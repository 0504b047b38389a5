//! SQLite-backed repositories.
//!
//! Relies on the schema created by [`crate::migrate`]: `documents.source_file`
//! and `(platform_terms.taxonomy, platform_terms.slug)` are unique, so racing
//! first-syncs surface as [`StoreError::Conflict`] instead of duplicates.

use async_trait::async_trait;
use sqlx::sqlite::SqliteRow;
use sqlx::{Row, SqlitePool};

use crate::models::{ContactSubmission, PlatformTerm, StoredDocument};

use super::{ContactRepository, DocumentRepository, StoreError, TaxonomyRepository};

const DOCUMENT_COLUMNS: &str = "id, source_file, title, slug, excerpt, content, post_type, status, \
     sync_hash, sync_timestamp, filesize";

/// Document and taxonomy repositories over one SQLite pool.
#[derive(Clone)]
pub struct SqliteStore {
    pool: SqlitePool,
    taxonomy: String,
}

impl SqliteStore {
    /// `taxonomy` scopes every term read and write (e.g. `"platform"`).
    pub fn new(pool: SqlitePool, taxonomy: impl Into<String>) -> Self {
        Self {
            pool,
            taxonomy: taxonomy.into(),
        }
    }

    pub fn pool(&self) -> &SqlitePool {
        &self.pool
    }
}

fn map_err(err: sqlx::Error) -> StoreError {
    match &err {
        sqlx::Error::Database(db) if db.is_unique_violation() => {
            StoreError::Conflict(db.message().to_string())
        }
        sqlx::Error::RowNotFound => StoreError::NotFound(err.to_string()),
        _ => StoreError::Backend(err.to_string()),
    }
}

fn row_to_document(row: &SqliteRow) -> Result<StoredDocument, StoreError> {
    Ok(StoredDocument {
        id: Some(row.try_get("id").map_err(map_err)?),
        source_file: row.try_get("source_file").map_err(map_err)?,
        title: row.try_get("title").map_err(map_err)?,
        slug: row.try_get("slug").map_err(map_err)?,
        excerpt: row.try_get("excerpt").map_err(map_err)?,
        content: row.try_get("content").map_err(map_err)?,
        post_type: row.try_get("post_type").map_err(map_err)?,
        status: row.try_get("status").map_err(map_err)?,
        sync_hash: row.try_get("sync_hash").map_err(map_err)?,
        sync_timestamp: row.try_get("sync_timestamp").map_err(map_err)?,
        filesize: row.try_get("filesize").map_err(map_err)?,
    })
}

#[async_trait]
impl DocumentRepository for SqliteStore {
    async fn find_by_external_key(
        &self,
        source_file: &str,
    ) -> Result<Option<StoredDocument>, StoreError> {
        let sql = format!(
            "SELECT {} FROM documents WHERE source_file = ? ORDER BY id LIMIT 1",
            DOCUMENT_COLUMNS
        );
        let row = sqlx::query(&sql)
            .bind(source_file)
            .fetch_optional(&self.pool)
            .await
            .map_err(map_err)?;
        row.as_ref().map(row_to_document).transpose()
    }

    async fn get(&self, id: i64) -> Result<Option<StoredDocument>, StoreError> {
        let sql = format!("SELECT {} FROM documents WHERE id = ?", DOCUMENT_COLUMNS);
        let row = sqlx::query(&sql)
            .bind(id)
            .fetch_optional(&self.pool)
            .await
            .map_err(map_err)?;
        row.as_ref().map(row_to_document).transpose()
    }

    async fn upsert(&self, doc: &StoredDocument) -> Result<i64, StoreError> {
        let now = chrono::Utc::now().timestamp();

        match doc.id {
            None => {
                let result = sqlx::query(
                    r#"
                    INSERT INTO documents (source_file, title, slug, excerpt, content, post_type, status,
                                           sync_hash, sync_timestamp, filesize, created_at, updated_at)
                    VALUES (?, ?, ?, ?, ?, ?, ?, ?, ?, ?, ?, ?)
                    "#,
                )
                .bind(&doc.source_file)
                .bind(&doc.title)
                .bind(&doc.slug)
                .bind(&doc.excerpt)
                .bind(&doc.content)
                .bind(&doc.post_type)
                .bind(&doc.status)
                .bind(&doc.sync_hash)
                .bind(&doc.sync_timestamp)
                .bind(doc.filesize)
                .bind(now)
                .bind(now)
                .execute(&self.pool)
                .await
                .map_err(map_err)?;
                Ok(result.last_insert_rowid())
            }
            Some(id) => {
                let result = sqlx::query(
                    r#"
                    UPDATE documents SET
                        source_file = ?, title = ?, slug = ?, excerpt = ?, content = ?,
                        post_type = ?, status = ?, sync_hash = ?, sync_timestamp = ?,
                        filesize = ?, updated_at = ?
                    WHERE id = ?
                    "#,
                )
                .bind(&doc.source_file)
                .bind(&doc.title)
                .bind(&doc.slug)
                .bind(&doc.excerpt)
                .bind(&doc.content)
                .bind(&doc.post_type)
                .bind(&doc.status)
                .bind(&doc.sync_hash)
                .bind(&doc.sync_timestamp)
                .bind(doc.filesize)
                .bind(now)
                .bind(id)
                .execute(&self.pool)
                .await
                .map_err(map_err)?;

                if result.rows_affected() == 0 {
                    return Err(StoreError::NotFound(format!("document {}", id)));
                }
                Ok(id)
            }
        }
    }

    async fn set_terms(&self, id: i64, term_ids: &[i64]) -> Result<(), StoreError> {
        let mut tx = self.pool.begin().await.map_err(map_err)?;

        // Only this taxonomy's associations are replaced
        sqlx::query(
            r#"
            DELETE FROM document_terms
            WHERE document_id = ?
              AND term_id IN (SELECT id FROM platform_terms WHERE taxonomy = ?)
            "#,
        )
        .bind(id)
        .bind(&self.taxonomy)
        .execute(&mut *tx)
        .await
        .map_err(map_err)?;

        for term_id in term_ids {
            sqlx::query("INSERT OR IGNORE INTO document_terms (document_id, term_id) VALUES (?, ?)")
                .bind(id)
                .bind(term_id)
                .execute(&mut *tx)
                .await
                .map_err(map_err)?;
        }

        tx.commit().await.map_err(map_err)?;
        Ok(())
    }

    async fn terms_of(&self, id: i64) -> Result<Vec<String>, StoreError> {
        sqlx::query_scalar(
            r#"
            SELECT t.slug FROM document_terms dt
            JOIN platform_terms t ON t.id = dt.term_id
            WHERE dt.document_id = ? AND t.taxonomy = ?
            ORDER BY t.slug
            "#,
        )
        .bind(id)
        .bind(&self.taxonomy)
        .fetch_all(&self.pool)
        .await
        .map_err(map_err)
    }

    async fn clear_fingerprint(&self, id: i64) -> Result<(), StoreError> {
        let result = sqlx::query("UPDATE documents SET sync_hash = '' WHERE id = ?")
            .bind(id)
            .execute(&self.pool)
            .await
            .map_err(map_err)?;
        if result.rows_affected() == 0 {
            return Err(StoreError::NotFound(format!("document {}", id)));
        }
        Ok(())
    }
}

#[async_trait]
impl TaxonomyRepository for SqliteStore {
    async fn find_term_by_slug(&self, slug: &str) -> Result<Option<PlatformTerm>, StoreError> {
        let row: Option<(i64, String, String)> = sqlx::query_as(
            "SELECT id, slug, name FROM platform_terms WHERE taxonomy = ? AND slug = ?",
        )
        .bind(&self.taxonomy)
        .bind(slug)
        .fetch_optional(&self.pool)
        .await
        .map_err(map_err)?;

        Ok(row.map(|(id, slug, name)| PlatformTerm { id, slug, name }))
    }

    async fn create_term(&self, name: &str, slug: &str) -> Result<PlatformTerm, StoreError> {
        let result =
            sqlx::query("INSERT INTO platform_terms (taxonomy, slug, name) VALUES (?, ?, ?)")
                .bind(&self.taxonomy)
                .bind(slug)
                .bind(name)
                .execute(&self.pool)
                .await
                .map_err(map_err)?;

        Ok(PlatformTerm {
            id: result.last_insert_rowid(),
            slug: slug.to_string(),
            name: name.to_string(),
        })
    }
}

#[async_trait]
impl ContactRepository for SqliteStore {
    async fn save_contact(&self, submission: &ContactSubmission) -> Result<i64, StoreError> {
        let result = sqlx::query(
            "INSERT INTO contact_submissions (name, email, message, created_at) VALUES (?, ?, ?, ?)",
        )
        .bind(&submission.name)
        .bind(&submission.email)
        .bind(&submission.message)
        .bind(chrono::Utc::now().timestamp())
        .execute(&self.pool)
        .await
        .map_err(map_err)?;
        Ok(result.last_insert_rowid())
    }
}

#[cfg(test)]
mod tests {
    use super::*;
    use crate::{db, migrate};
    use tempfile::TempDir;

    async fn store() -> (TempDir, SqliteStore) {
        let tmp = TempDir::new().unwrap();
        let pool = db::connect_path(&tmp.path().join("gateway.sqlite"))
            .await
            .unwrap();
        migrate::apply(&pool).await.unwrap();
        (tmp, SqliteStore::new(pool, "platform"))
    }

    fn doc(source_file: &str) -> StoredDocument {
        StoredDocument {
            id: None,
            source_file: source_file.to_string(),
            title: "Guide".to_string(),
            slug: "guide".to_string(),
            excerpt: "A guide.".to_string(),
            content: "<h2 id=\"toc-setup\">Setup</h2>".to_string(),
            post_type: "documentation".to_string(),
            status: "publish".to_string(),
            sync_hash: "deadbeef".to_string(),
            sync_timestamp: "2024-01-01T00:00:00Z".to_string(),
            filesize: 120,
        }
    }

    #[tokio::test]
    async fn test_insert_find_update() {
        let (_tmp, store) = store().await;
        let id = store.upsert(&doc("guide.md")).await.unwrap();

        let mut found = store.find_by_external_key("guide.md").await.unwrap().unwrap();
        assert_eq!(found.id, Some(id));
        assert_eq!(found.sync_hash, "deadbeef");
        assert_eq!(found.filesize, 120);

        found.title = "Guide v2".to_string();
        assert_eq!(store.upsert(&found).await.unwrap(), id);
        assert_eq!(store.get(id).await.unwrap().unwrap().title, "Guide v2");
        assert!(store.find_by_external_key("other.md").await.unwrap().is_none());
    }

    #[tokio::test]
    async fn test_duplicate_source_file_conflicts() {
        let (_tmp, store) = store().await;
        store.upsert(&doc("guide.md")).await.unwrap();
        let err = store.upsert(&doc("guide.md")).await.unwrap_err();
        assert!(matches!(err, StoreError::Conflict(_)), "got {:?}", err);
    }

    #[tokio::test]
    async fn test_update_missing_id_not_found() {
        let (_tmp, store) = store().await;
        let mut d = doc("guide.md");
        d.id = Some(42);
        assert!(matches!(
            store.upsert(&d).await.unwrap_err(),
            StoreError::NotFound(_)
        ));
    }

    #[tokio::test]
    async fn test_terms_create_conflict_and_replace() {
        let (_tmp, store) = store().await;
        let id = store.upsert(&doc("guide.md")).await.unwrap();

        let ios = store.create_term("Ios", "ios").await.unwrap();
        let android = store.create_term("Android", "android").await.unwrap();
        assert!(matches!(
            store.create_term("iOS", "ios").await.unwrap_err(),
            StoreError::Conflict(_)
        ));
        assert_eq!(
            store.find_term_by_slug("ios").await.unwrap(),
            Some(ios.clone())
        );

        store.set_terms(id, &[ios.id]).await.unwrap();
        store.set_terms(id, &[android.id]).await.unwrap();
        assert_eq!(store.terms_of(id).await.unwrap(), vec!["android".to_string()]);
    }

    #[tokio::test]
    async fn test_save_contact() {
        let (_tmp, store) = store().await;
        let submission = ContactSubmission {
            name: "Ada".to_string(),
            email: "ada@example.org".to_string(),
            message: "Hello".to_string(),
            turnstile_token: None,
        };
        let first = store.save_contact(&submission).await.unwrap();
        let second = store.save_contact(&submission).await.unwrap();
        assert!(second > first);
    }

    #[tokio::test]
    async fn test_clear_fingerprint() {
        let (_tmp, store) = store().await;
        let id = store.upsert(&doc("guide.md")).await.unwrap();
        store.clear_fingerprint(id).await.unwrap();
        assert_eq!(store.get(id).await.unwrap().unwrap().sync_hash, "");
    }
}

**Exercise details:** Wherever the word "FROM" appears in the entries above, copy that line.

**Result of the task:**
            "SELECT {} FROM documents WHERE source_file = ? ORDER BY id LIMIT 1",
        let sql = format!("SELECT {} FROM documents WHERE id = ?", DOCUMENT_COLUMNS);
            DELETE FROM document_terms
              AND term_id IN (SELECT id FROM platform_terms WHERE taxonomy = ?)
            SELECT t.slug FROM document_terms dt
            "SELECT id, slug, name FROM platform_terms WHERE taxonomy = ? AND slug = ?",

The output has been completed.